Extracted material:
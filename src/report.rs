//! Escritura y relectura de las tablas de resultados.
//!
//! El listado crudo se guarda como CSV con un sello temporal en el nombre
//! para no pisar ejecuciones anteriores; la tabla agregada se reescribe
//! siempre sobre el mismo fichero. Un fallo de escritura es fatal: la
//! ejecución no se da por completa sin salida duradera.

use std::fs::{self, File};
use std::io::Write;
use std::path::{Path, PathBuf};

use anyhow::{anyhow, Result};
use chrono::Local;
use tracing::{info, warn};

use crate::models::{FolderBest, SimilarityPair};

/// Prefijo y extensión de los ficheros de resultados crudos.
const RESULTS_PREFIX: &str = "similarity_results_";
const RESULTS_EXTENSION: &str = ".csv";

/// Nombre fijo de la tabla agregada.
const AGGREGATED_FILENAME: &str = "cleaned_similarity_results.csv";

/// Guarda el listado ordenado en un CSV nuevo con sello temporal y
/// devuelve la ruta escrita.
pub fn save_results(pairs: &[SimilarityPair], output_dir: &Path) -> Result<PathBuf> {
    fs::create_dir_all(output_dir)?;
    let timestamp = Local::now().format("%Y%m%d_%H%M%S");
    let path = output_dir.join(format!("{RESULTS_PREFIX}{timestamp}{RESULTS_EXTENSION}"));

    let mut file = File::create(&path)?;
    writeln!(file, "File 1,File 2,Similarity (%)")?;
    for pair in pairs {
        writeln!(
            file,
            "{},{},{:.2}",
            pair.file_a.display(),
            pair.file_b.display(),
            pair.score
        )?;
    }

    info!("Resultados guardados en {}", path.display());
    Ok(path)
}

/// Localiza el fichero de resultados más reciente del directorio. El sello
/// temporal del nombre ordena lexicográficamente, así que basta con
/// quedarse con el mayor.
pub fn find_latest_results(output_dir: &Path) -> Result<PathBuf> {
    let mut candidates: Vec<PathBuf> = fs::read_dir(output_dir)?
        .filter_map(|entry| entry.ok())
        .map(|entry| entry.path())
        .filter(|path| {
            path.file_name()
                .and_then(std::ffi::OsStr::to_str)
                .map(|name| name.starts_with(RESULTS_PREFIX) && name.ends_with(RESULTS_EXTENSION))
                .unwrap_or(false)
        })
        .collect();

    candidates.sort();
    candidates.pop().ok_or_else(|| {
        anyhow!(
            "No se encontró ningún fichero de resultados en {}",
            output_dir.display()
        )
    })
}

/// Relee una tabla de resultados guardada. La cabecera se salta; las
/// filas que no se pueden interpretar se descartan con un aviso.
pub fn load_results(path: &Path) -> Result<Vec<SimilarityPair>> {
    let contents = fs::read_to_string(path)?;

    let mut pairs = Vec::new();
    for (number, line) in contents.lines().enumerate().skip(1) {
        if line.trim().is_empty() {
            continue;
        }
        let parsed = line.rsplit_once(',').and_then(|(rest, score_text)| {
            let score = score_text.trim().parse::<f64>().ok()?;
            let (file_a, file_b) = rest.split_once(',')?;
            Some(SimilarityPair {
                file_a: PathBuf::from(file_a),
                file_b: PathBuf::from(file_b),
                score,
            })
        });
        match parsed {
            Some(pair) => pairs.push(pair),
            None => warn!(
                "Fila {} ilegible en {}; se descarta.",
                number + 1,
                path.display()
            ),
        }
    }

    Ok(pairs)
}

/// Escribe la tabla agregada (una fila por carpeta del corpus A),
/// sobrescribiendo la agregación anterior si existe.
pub fn save_aggregated(rows: &[FolderBest], output_dir: &Path) -> Result<PathBuf> {
    fs::create_dir_all(output_dir)?;
    let path = output_dir.join(AGGREGATED_FILENAME);

    let mut file = File::create(&path)?;
    writeln!(file, "File 1 Folder,File 2,Similarity (%)")?;
    for row in rows {
        writeln!(
            file,
            "{},{},{:.2}",
            row.folder.display(),
            row.file_b.display(),
            row.score
        )?;
    }

    info!("Resultados agregados guardados en {}", path.display());
    Ok(path)
}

Assigned task: From the first line of the entries above to the line with "agregada se reescribe", please return every line exactly, keeping both ends.

Answer section:
filename src/report.rs
//! Escritura y relectura de las tablas de resultados.
//!
//! El listado crudo se guarda como CSV con un sello temporal en el nombre
//! para no pisar ejecuciones anteriores; la tabla agregada se reescribe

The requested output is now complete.